Day 5. I emerged cautiously in an attempt to not awaken the sleeping mosquitos and not surprisingly found my tent covered. Some of the girls had given up on finding the one or two mosquitos that had made it inside their tent and bore new reminders of their potent bite. However there was work to be done and we packed up and headed off. Our first stop was Warradjan Aboriginal Cultural Centre where the Aboriginal traditional landowners (Bininj) shared the story of their culture and interaction with the land and seasons. We got to play the
digiridoo which has essentially been naturally hollowed by termites. Incidently there are over 40 aboriginal names for this instrument and didgeridoo is not one of them. This culminated with some spear throwing at dummy targets and with our accuracy we would have gone hungry in the bush for days. We camped beside a waterfall that night for a long awaited swim, with a mindful eye open for crocodiles. The steep walk up to the plunge pools at the top of the water falls give us an infinity pool type vista of the flood plains. A real million dollar view which we soaked up, lying on the shallow ledge being massaged by the cool water as it flowed and cascaded off the edge. The camp site that night was a much more pleasant experience.

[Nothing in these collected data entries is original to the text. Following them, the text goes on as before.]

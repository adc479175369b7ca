use std::sync::Arc;

use crate::{
    audit::AuthEvent,
    config::{Config, ConfigOverrides},
    error::{Error, ExtractionError},
    extract::{classify, extract_credentials},
    outcome::Outcome,
    verifier::Verifier,
};

/// The authentication gate.
///
/// `AuthGate` binds a base [`Config`] to optional per-route overrides and a
/// call-site verifier, then evaluates requests one at a time. It holds no
/// mutable state and can be shared across threads.
///
/// # Examples
///
/// ```
/// use http_auth_gate::{AuthGate, Config, ConfigOverrides, Outcome, verify_basic};
///
/// let config = Config::default();
///
/// let gate = AuthGate::new(&config)
///     .with(ConfigOverrides::new().realm("Admin"))
///     .verifier(verify_basic(|u, p| u == "foo" && p == "bar"));
///
/// let outcome = gate.evaluate(Some("Basic Zm9vOmJhcg==")).expect("verifier configured");
/// assert_eq!(outcome, Outcome::Authenticated { principal: Some("foo".to_string()) });
///
/// let denied = gate.evaluate(None).unwrap();
/// assert_eq!(denied.status(), Some(401));
/// ```
#[derive(Clone)]
pub struct AuthGate<'a> {
    config: &'a Config,
    overrides: ConfigOverrides,
    verifier: Option<Arc<dyn Verifier>>,
}

impl<'a> AuthGate<'a> {
    /// Creates a gate over the given base configuration.
    pub fn new(config: &'a Config) -> Self {
        Self {
            config,
            overrides: ConfigOverrides::new(),
            verifier: None,
        }
    }

    /// Sets the per-call overrides merged over the base configuration.
    pub fn with(mut self, overrides: ConfigOverrides) -> Self {
        self.overrides = overrides;
        self
    }

    /// Sets the call-site verifier. It takes precedence over any verifier
    /// in the overrides or the base configuration.
    pub fn verifier(mut self, verifier: impl Verifier + 'static) -> Self {
        self.verifier = Some(Arc::new(verifier));
        self
    }

    /// Sets the call-site verifier from an already shared handle.
    pub fn shared_verifier(mut self, verifier: Arc<dyn Verifier>) -> Self {
        self.verifier = Some(verifier);
        self
    }

    /// Returns the effective configuration for this gate.
    pub fn effective_config(&self) -> Config {
        self.config.merge(&self.overrides)
    }

    /// Evaluates a raw `Authorization` header value.
    ///
    /// Request problems never surface as errors: they become
    /// [`Outcome::Unauthorized`] or [`Outcome::MalformedRequest`].
    ///
    /// # Errors
    ///
    /// Returns [`Error::MissingVerifier`] if no verifier was configured
    /// anywhere.
    pub fn evaluate(&self, raw: Option<&str>) -> Result<Outcome, Error> {
        self.decide(raw).map(|decision| decision.outcome)
    }

    /// Evaluates a header and also returns the audit record for it.
    ///
    /// The record is returned, not emitted; call [`AuthEvent::emit`] to send
    /// it to the tracing subscriber.
    ///
    /// # Errors
    ///
    /// Same as [`evaluate`](Self::evaluate).
    pub fn evaluate_event(
        &self,
        raw: Option<&str>,
        request_id: &str,
    ) -> Result<(Outcome, AuthEvent), Error> {
        let Decision {
            outcome,
            scheme,
            reason,
        } = self.decide(raw)?;
        let event = AuthEvent::new(request_id, scheme, &outcome, reason);
        Ok((outcome, event))
    }

    fn decide(&self, raw: Option<&str>) -> Result<Decision, Error> {
        let config = self.effective_config();
        let verifier = self
            .verifier
            .clone()
            .or_else(|| config.verifier().cloned())
            .ok_or(Error::MissingVerifier)?;

        let (scheme, rest) = match classify(raw) {
            Ok(parts) => parts,
            Err(ExtractionError::NoHeader) => {
                return Ok(Decision::unauthorized(&config, None, "no credentials"));
            }
            Err(ExtractionError::Malformed { scheme, reason }) => {
                return Ok(Decision::malformed(&config, scheme, reason));
            }
        };

        if !config.accepts(&scheme) {
            return Ok(Decision::unauthorized(&config, Some(scheme), "scheme not accepted"));
        }

        let credentials = match extract_credentials(&scheme, rest) {
            Ok(credentials) => credentials,
            Err(err) => {
                let reason = match err {
                    ExtractionError::Malformed { reason, .. } => reason,
                    ExtractionError::NoHeader => "missing credentials",
                };
                return Ok(Decision::malformed(&config, Some(scheme), reason));
            }
        };

        let decision = match verifier.verify(&credentials) {
            Ok(true) => {
                tracing::debug!(scheme = %scheme, "credentials accepted");
                Decision {
                    outcome: Outcome::Authenticated {
                        principal: credentials.principal().map(str::to_string),
                    },
                    scheme: Some(scheme),
                    reason: "verified",
                }
            }
            Ok(false) => Decision::unauthorized(&config, Some(scheme), "verification failed"),
            Err(err) => {
                tracing::warn!(scheme = %scheme, error = %err, "verifier failed");
                Decision::malformed(&config, Some(scheme), "verifier error")
            }
        };

        Ok(decision)
    }
}

/// Evaluates a header against a configuration in one call.
///
/// Shorthand for `AuthGate::new(config).evaluate(raw)` with an optional
/// call-site verifier.
///
/// # Errors
///
/// Returns [`Error::MissingVerifier`] if neither `verifier` nor the
/// configuration supplies one.
///
/// # Examples
///
/// ```
/// use std::sync::Arc;
/// use http_auth_gate::{evaluate, verify_bearer, Config, ConfigOverrides, Verifier};
///
/// let config = Config::default().configure(ConfigOverrides::new().schemes(["bearer"]));
/// let verifier: Arc<dyn Verifier> = Arc::new(verify_bearer(|t| t == "4t0k3n"));
///
/// let outcome = evaluate(Some("Bearer 4t0k3n"), &config, Some(verifier)).unwrap();
/// assert!(outcome.is_authenticated());
/// ```
pub fn evaluate(
    raw: Option<&str>,
    config: &Config,
    verifier: Option<Arc<dyn Verifier>>,
) -> Result<Outcome, Error> {
    let gate = AuthGate::new(config);
    match verifier {
        Some(verifier) => gate.shared_verifier(verifier).evaluate(raw),
        None => gate.evaluate(raw),
    }
}

struct Decision {
    outcome: Outcome,
    scheme: Option<String>,
    reason: &'static str,
}

impl Decision {
    fn unauthorized(config: &Config, scheme: Option<String>, reason: &'static str) -> Self {
        tracing::debug!(scheme = ?scheme, reason, "rejecting request as unauthorized");
        Self {
            outcome: Outcome::Unauthorized {
                headers: config.unauthorized_headers(),
                body: config.unauthorized_body(),
            },
            scheme,
            reason,
        }
    }

    fn malformed(config: &Config, scheme: Option<String>, reason: &'static str) -> Self {
        tracing::debug!(scheme = ?scheme, reason, "rejecting request as malformed");
        Self {
            outcome: Outcome::MalformedRequest {
                headers: config.bad_request_headers(),
            },
            scheme,
            reason,
        }
    }
}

Day 6. Several mosquitos had been trapped inside my tent and i emerged bearing new marks of their wrath. We were on the homeward leg and a couple of walks and three refreshing swims later we on our way back to Darwin arriving around 6pm. As we had such a great day fishing, two of us headed out night fishing. It was tricky getting out of the harbour during low tide and after some tricky maneourving we were out pulling in some snapper and coral trout. It is incredibly peaceful sitting on a gently bobbing boat in Beagle Gulf watching shooting stars blaze overhead. I couldnt think of a better way to say goodbye to the top end.